Rental
120 East Broadway, 6th floor, 212-608-6002
East Village / Lower East Side
March 28 - April 26, 2008
Reception: Thursday, March 27, 7 - 10 PM
Web Site
By invitation from Galerie Christian Nagel, Berlin-based artists Mirjam Thomann (1978) and Jan Timme (1971) present their first joint exhibition. Apart from a collaborative piece, independently developed works are brought into connection with each other in the New York gallery RENTAL. Both artists are interested in taking the structural, institutional and spatial parameters of the exhibition itself as the point of departure for their work. Though employing various means and media – such as text, ready-made, sculpture and installation – Thomann and Timme draw connections to the gallery context and the urban setting of the exhibition space.

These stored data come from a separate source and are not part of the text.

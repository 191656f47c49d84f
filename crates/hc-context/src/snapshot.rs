//! Immutable device/room inventory the interpreter reasons over.

use std::sync::Arc;

use hc_protocol::{DeviceId, DeviceRecord, RoomId, RoomMap};

/// A consistent view of devices and rooms.
///
/// Both halves sit behind `Arc`s so replacing one side reuses the other
/// without copying.
#[derive(Debug, Clone, Default)]
pub struct Snapshot {
    devices: Arc<Vec<DeviceRecord>>,
    rooms: Arc<RoomMap>,
}

impl Snapshot {
    pub fn new(devices: Vec<DeviceRecord>, rooms: RoomMap) -> Self {
        Self {
            devices: Arc::new(devices),
            rooms: Arc::new(rooms),
        }
    }

    /// Same rooms, new device list.
    pub fn with_devices(&self, devices: Vec<DeviceRecord>) -> Self {
        Self {
            devices: Arc::new(devices),
            rooms: Arc::clone(&self.rooms),
        }
    }

    /// Same devices, new room map.
    pub fn with_rooms(&self, rooms: RoomMap) -> Self {
        Self {
            devices: Arc::clone(&self.devices),
            rooms: Arc::new(rooms),
        }
    }

    pub fn devices(&self) -> &[DeviceRecord] {
        &self.devices
    }

    pub fn rooms(&self) -> &RoomMap {
        &self.rooms
    }

    pub fn device(&self, id: DeviceId) -> Option<&DeviceRecord> {
        self.devices.iter().find(|d| d.id == id)
    }

    pub fn room_name(&self, id: RoomId) -> Option<&str> {
        self.rooms.get(&id).map(String::as_str)
    }
}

In much of her work, Mirjam Thomann takes up pre-existing elements that have acquired a specific meaning within the institution of art. Through displacements and subtle modifications of, for example, pedestals, floor barriers and partition walls, she enmeshes the object, context and viewer on an aesthetic and referential level.
Thomann is especially interested in architectonic interstices such as passageways, entrances and exits. With the aid of flexible objects relating to the formal vocabulary of Postminimalism, these interstitial spaces become central points of observation. In this way, Thomann is similarly concerned with the representative functions of (exhibition) spaces as well as with examining concepts of visual perception and cognition.
Jan Timme’s installations, photographs, objects and ready-mades evoke memories of the familiar and everyday, yet simultaneously revoke an accustomed order and mode of viewing, so that transferences between context and referential field occur in an almost imperceptible manner. Referencing the formal language of conceptual art projects from the 1960s and 70s, the works are characterized by a reduced, often fragile and ephemeral materiality. The components of the installations are often literally and thematically related to the exhibition space, with internal references to art historical inquiries and the use of quotations drawn from film and music. All of these elements challenge the recognition of such structures to the same extent that they are directed towards the conditions of the situational perception and movement of the spectator.